Migration or "Running" of Lampreys.—"After thus feeding to an unusual extent, their reproductive elements (gonads) become mature and their alimentary canals commence to atrophy. This duct finally becomes so occluded that from formerly being large enough to admit a lead-pencil of average size when forced through it, later not even liquids can pass through, and it becomes nearly a thread closely surrounded by the crowding reproductive organs. When these changes commence to ensue, the lampreys turn their heads against the current and set out on their long journeys to the sites that are favorable for spawning, which here may be from two to eight miles from the lake.
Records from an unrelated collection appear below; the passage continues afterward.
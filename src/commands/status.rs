//! One-shot status view: blocked-rule count and newest alerts.

use std::sync::Arc;

use anyhow::Result;
use colored::Colorize;

use crate::core::config::Config;
use crate::core::firewall::{CommandRunner, FirewallManager, SystemRunner};
use crate::core::telemetry::{format_alert_line, AlertIngester};

const STATUS_ALERT_LIMIT: usize = 20;

pub fn execute(config: &Config) -> Result<()> {
    let runner: Arc<dyn CommandRunner> = Arc::new(SystemRunner);
    let mut manager = FirewallManager::new(runner, config.iptables_bin.clone());
    manager.refresh(true)?;

    println!(
        "{} {}",
        "Blocked sources in INPUT:".bold(),
        manager.blocked_count()
    );

    let ingester = AlertIngester::new(config.alert_log.clone());
    let latest = ingester.latest_records(STATUS_ALERT_LIMIT);
    if latest.is_empty() {
        println!("{}", "No alerts recorded.".dimmed());
    } else {
        println!("{}", "Latest alerts:".bold());
        for record in &latest {
            println!("  {}", format_alert_line(record).yellow());
        }
    }

    Ok(())
}
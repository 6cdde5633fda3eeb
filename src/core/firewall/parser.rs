//! Parser for the packet-filter's textual listing format.
//!
//! The listing (`iptables -L -n --line-numbers`) is a sequence of per-chain
//! blocks: a `Chain <name> (...)` header, a column-header line starting with
//! `num`, then zero or more rule lines. Parsing is pure and never fails;
//! malformed lines are skipped.

use serde::{Deserialize, Serialize};

/// One rule from the packet-filter table.
///
/// `number` is only unique within `chain` as of the snapshot it came from.
/// Numbers shift after any delete in the chain, so it is not a stable
/// identifier across mutations.
#[derive(Debug, Clone, PartialEq, Eq, Serialize, Deserialize)]
pub struct RuleEntry {
    pub chain: String,
    pub number: u32,
    pub target: String,
    pub protocol: String,
    pub opt: String,
    pub source: String,
    pub destination: String,
    /// Free-form remainder of the line; may contain whitespace, may be empty
    pub options: String,
}

/// Parse raw listing output into an ordered rule table.
///
/// Chain context comes from the preceding header line and is attached to
/// every entry until the next header. Lines with fewer than six fields or a
/// non-numeric rule number contribute nothing.
pub fn parse_listing(raw: &str) -> Vec<RuleEntry> {
    let mut entries = Vec::new();
    let mut current_chain = String::new();

    for line in raw.lines() {
        let line = line.trim();
        if line.is_empty() {
            continue;
        }

        if line.starts_with("Chain") {
            current_chain = line
                .split_whitespace()
                .nth(1)
                .unwrap_or_default()
                .to_string();
            continue;
        }

        if line.starts_with("num") {
            continue;
        }

        let fields = split_limited(line, 7);
        if fields.len() < 6 {
            continue;
        }

        let number = match fields[0].parse::<u32>() {
            Ok(n) => n,
            Err(_) => continue,
        };

        entries.push(RuleEntry {
            chain: current_chain.clone(),
            number,
            target: fields[1].to_string(),
            protocol: fields[2].to_string(),
            opt: fields[3].to_string(),
            source: fields[4].to_string(),
            destination: fields[5].to_string(),
            options: fields.get(6).copied().unwrap_or_default().to_string(),
        });
    }

    entries
}

/// Split on whitespace runs into at most `max_fields` fields.
///
/// The final field is the untouched remainder of the line, so embedded
/// whitespace in a trailing options blob survives.
fn split_limited(line: &str, max_fields: usize) -> Vec<&str> {
    let mut fields = Vec::new();
    let mut rest = line.trim_start();

    while !rest.is_empty() {
        if fields.len() == max_fields - 1 {
            fields.push(rest.trim_end());
            break;
        }
        match rest.find(char::is_whitespace) {
            Some(idx) => {
                fields.push(&rest[..idx]);
                rest = rest[idx..].trim_start();
            }
            None => {
                fields.push(rest);
                break;
            }
        }
    }

    fields
}
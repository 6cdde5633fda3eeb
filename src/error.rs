use std::io;
use thiserror::Error;

/// Custom error type for the fwatch application
#[derive(Error, Debug)]
pub enum FwatchError {
    #[error("IO error: {0}")]
    Io(#[from] io::Error),

    #[error("Tool invocation failed: {0}")]
    ToolInvocation(String),

    #[error("Validation error: {0}")]
    Validation(String),

    #[error("Malformed external state: {0}")]
    MalformedState(String),

    #[error("Configuration error: {0}")]
    Config(String),
}

/// Result type alias for the fwatch application
pub type Result<T> = std::result::Result<T, FwatchError>;

impl FwatchError {
    /// Create a tool invocation error
    pub fn tool_invocation<S: Into<String>>(msg: S) -> Self {
        FwatchError::ToolInvocation(msg.into())
    }

    /// Create a validation error
    pub fn validation<S: Into<String>>(msg: S) -> Self {
        FwatchError::Validation(msg.into())
    }

    /// Create a malformed external state error
    pub fn malformed_state<S: Into<String>>(msg: S) -> Self {
        FwatchError::MalformedState(msg.into())
    }

    /// Create a config error
    pub fn config<S: Into<String>>(msg: S) -> Self {
        FwatchError::Config(msg.into())
    }
}
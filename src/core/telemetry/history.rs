//! Bounded ring buffers for the telemetry time series and alert lines.

use std::collections::{HashMap, VecDeque};

use super::metrics::{ConnectionSample, SystemSample, TelemetrySnapshot};

pub const CONNECTION_HISTORY: usize = 60;
pub const SYSTEM_HISTORY: usize = 60;
pub const ALERT_HISTORY: usize = 50;

/// Fixed-capacity history owned exclusively by the sampling loop.
///
/// Inserting past capacity evicts the oldest element first. The per-IP tally
/// is not a ring: it is replaced wholesale each sampling cycle.
#[derive(Debug, Clone)]
pub struct TelemetryHistory {
    connections: VecDeque<ConnectionSample>,
    system: VecDeque<SystemSample>,
    alerts: VecDeque<String>,
    ip_tally: HashMap<String, u64>,
}

impl TelemetryHistory {
    pub fn new() -> Self {
        Self {
            connections: VecDeque::with_capacity(CONNECTION_HISTORY),
            system: VecDeque::with_capacity(SYSTEM_HISTORY),
            alerts: VecDeque::with_capacity(ALERT_HISTORY),
            ip_tally: HashMap::new(),
        }
    }

    pub fn push_connection(&mut self, sample: ConnectionSample) {
        Self::push_value(&mut self.connections, sample, CONNECTION_HISTORY);
    }

    pub fn push_system(&mut self, sample: SystemSample) {
        Self::push_value(&mut self.system, sample, SYSTEM_HISTORY);
    }

    pub fn push_alert(&mut self, line: String) {
        Self::push_value(&mut self.alerts, line, ALERT_HISTORY);
    }

    /// Exact-text membership check used for alert deduplication (O(n) over a
    /// buffer of at most ALERT_HISTORY lines)
    pub fn contains_alert(&self, line: &str) -> bool {
        self.alerts.iter().any(|existing| existing == line)
    }

    /// Replace the per-IP tally with this cycle's freshly built mapping.
    pub fn set_tally(&mut self, tally: HashMap<String, u64>) {
        self.ip_tally = tally;
    }

    pub fn connection_len(&self) -> usize {
        self.connections.len()
    }

    pub fn system_len(&self) -> usize {
        self.system.len()
    }

    pub fn alert_len(&self) -> usize {
        self.alerts.len()
    }

    /// Build an immutable snapshot for consumers.
    pub fn snapshot(&self, top_n: usize) -> TelemetrySnapshot {
        let mut top_ips: Vec<(String, u64)> = self
            .ip_tally
            .iter()
            .map(|(ip, count)| (ip.clone(), *count))
            .collect();
        top_ips.sort_by(|a, b| b.1.cmp(&a.1).then_with(|| a.0.cmp(&b.0)));
        top_ips.truncate(top_n);

        TelemetrySnapshot {
            timestamp: chrono::Utc::now().timestamp(),
            connections: self.connections.iter().copied().collect(),
            system: self.system.iter().copied().collect(),
            top_ips,
            alerts: self.alerts.iter().cloned().collect(),
        }
    }

    fn push_value<T>(queue: &mut VecDeque<T>, value: T, capacity: usize) {
        if queue.len() >= capacity {
            queue.pop_front();
        }
        queue.push_back(value);
    }
}

impl Default for TelemetryHistory {
    fn default() -> Self {
        Self::new()
    }
}
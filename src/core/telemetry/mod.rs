//! Continuously-running telemetry collection.
//!
//! Bridges slow, text-based external sources (socket statistics, the
//! resource provider, the alert log) into bounded, presentation-ready state.

pub mod alerts;
pub mod connections;
pub mod history;
pub mod metrics;
pub mod runtime;
pub mod system;

pub use alerts::{format_alert_line, AlertIngester, AlertRecord, Epoch};
pub use connections::{
    count_established, is_tallyable_ip, normalize_remote_addr, tally_remote_addresses,
    ConnectionSampler,
};
pub use history::{TelemetryHistory, ALERT_HISTORY, CONNECTION_HISTORY, SYSTEM_HISTORY};
pub use metrics::{ConnectionSample, SystemSample, TelemetrySnapshot};
pub use runtime::{TelemetryConfig, TelemetryRuntime};
pub use system::ResourceSampler;
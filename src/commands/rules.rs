//! Rule listing and mutation subcommands.

use std::sync::Arc;

use anyhow::{anyhow, Result};
use clap::ArgMatches;

use crate::core::config::Config;
use crate::core::firewall::{
    AddRule, CommandRunner, FirewallManager, RuleProtocol, RuleTarget, SystemRunner,
};
use crate::ui::formatters;

fn manager(config: &Config) -> FirewallManager {
    let runner: Arc<dyn CommandRunner> = Arc::new(SystemRunner);
    FirewallManager::new(runner, config.iptables_bin.clone())
}

pub fn list(config: &Config) -> Result<()> {
    let mut manager = manager(config);
    manager.refresh(true)?;
    formatters::print_rule_table(manager.rules());
    Ok(())
}

pub fn add(config: &Config, matches: &ArgMatches) -> Result<()> {
    let target: RuleTarget = matches
        .get_one::<String>("target")
        .expect("target is required")
        .parse()?;
    let protocol: RuleProtocol = matches
        .get_one::<String>("protocol")
        .expect("protocol has a default")
        .parse()?;

    let rule = AddRule {
        chain: matches
            .get_one::<String>("chain")
            .expect("chain has a default")
            .clone(),
        target,
        protocol,
        source: matches.get_one::<String>("source").cloned(),
        dest_port: matches.get_one::<String>("dport").cloned(),
    };

    let mut manager = manager(config);
    let outcome = manager.add_rule(&rule)?;
    formatters::print_mutation_outcome(&outcome);
    if outcome.success {
        formatters::print_rule_table(manager.rules());
    }
    Ok(())
}

pub fn delete(config: &Config, matches: &ArgMatches) -> Result<()> {
    let chain = matches
        .get_one::<String>("chain")
        .expect("chain is required");
    let number: u32 = matches
        .get_one::<String>("number")
        .expect("number is required")
        .parse()
        .map_err(|_| anyhow!("rule number must be a positive integer"))?;

    let mut manager = manager(config);
    let outcome = manager.delete_rule(chain, number)?;
    formatters::print_mutation_outcome(&outcome);
    Ok(())
}

pub fn block(config: &Config, matches: &ArgMatches) -> Result<()> {
    let ip = matches.get_one::<String>("ip").expect("ip is required");
    let mut manager = manager(config);
    let outcome = manager.block_ip(ip)?;
    formatters::print_mutation_outcome(&outcome);
    Ok(())
}

pub fn unblock(config: &Config, matches: &ArgMatches) -> Result<()> {
    let ip = matches.get_one::<String>("ip").expect("ip is required");
    let mut manager = manager(config);
    let outcome = manager.unblock_ip(ip)?;
    formatters::print_mutation_outcome(&outcome);
    Ok(())
}
pub mod config;
pub mod firewall;
pub mod telemetry;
In this migration they are true to their instincts and habits of laziness in being carried about, as they make use of any available object, such as a fish, boat, etc., that is going in their direction, fastening to it with their suctorial mouths and being borne along at their ease. During this season it is not infrequent that as the Cornell crews come in from practice and lift their shells from the water, they find lampreys clinging to the bottoms of the boats, sometimes as many as fifty at one time. They are likely to crowd up all streams flowing into the lake, inspecting the bed of the stream as they go. They do not stop until they reach favorable spawning sites, and if they find unsurmountable obstacles in their way, such as vertical falls or dams, they turn around and go down-stream until they find another, up which they go. This is proved every spring by the number of adult lampreys which are seen temporarily in Pall Creek and Cascadilla Creek. In each of these streams, about a mile from its mouth, there is a vertical fall over thirty feet in height which the lampreys cannot surmount, and in fact they have never been seen attempting to do so. After clinging with their mouths to the stones at the foot of the falls for a few days, they work their way down-stream, carefully inspecting all the bottom for suitable spawning sites. They do not spawn in these streams because there are too many rocks and no sand, but finally enter the only stream (the Cayuga Lake inlet) in which they find suitable and accessible spawning sites.